Through natural conversation
Ask Hermes normally:
Every morning at 9am, check Hacker News for AI news and send me a summary on Telegram.
Hermes will use the unified cronjob tool internally.
Skill-backed cron jobs
A cron job can load one or more skills before it runs the prompt.
Single skill
cronjob(
action="create",
skill="blogwatcher",
prompt="Check the configured feeds and summarize anything new.",
schedule="0 9 * * *",
name="Morning feeds",
)
Multiple skills
Skills are loaded in order. The prompt becomes the task instruction layered on top of those skills.
cronjob(
action="create",
skills=["blogwatcher", "maps"],
prompt="Look for new local events and interesting nearby places, then combine them into one short brief.",
schedule="every 6h",
name="Local brief",
)
This is useful when you want a scheduled agent to inherit reusable workflows without stuffing the full skill text into the cron prompt itself.

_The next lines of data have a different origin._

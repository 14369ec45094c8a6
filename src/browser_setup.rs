//! Chrome/Chromium executable discovery.
//!
//! Listing pages are rendered by a locally installed Chrome or Chromium.
//! Unless a path is configured explicitly, the executable is looked up in
//! the `CHROME` environment variable, then on `PATH`, then in the usual
//! install locations for the platform.

use std::path::{Path, PathBuf};

use tracing::debug;

use crate::{Result, ScoutError};

/// Environment variable that may point at a Chrome executable.
pub const CHROME_ENV: &str = "CHROME";

#[cfg(target_os = "macos")]
const INSTALL_PATHS: &[&str] = &[
    "/Applications/Google Chrome.app/Contents/MacOS/Google Chrome",
    "/Applications/Chromium.app/Contents/MacOS/Chromium",
];

#[cfg(all(unix, not(target_os = "macos")))]
const INSTALL_PATHS: &[&str] = &[
    "/usr/bin/google-chrome",
    "/usr/bin/google-chrome-stable",
    "/usr/bin/chromium",
    "/usr/bin/chromium-browser",
    "/snap/bin/chromium",
    "/opt/google/chrome/chrome",
];

#[cfg(not(unix))]
const INSTALL_PATHS: &[&str] = &[
    r"C:\Program Files\Google\Chrome\Application\chrome.exe",
    r"C:\Program Files (x86)\Google\Chrome\Application\chrome.exe",
];

const PATH_COMMANDS: &[&str] = &[
    "google-chrome",
    "google-chrome-stable",
    "chromium",
    "chromium-browser",
    "chrome",
];

/// Looks for an installed Chrome/Chromium. Returns `None` if nothing is found.
pub fn detect_chrome() -> Option<PathBuf> {
    if let Some(path) = std::env::var_os(CHROME_ENV).map(PathBuf::from) {
        if path.exists() {
            debug!("Chrome found via {}: {}", CHROME_ENV, path.display());
            return Some(path);
        }
        debug!("{} points at missing file {}", CHROME_ENV, path.display());
    }

    if let Some(path) = PATH_COMMANDS.iter().find_map(|cmd| which::which(cmd).ok()) {
        debug!("Chrome found in PATH: {}", path.display());
        return Some(path);
    }

    INSTALL_PATHS
        .iter()
        .map(Path::new)
        .find(|path| path.exists())
        .map(|path| {
            debug!("Chrome found at install path: {}", path.display());
            path.to_path_buf()
        })
}

/// Resolves the executable to launch: the configured path if given,
/// otherwise whatever [`detect_chrome`] finds.
pub fn resolve_chrome(configured: Option<&Path>) -> Result<PathBuf> {
    match configured {
        Some(path) if path.exists() => Ok(path.to_path_buf()),
        Some(path) => Err(ScoutError::Browser(format!(
            "Configured Chrome executable does not exist: {}",
            path.display()
        ))),
        None => detect_chrome().ok_or_else(|| {
            ScoutError::Browser(format!(
                "No Chrome/Chromium installation found; install one or set {}",
                CHROME_ENV
            ))
        }),
    }
}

Running a job inside a project directory
Cron jobs default to running detached from any repo — no AGENTS.md, CLAUDE.md, or .cursorrules is loaded, and the terminal / file / code-exec tools run from whatever working directory the gateway started in. Pass --workdir (CLI) or workdir= (tool call) to change that:
# Standalone CLI (schedule and prompt are positional)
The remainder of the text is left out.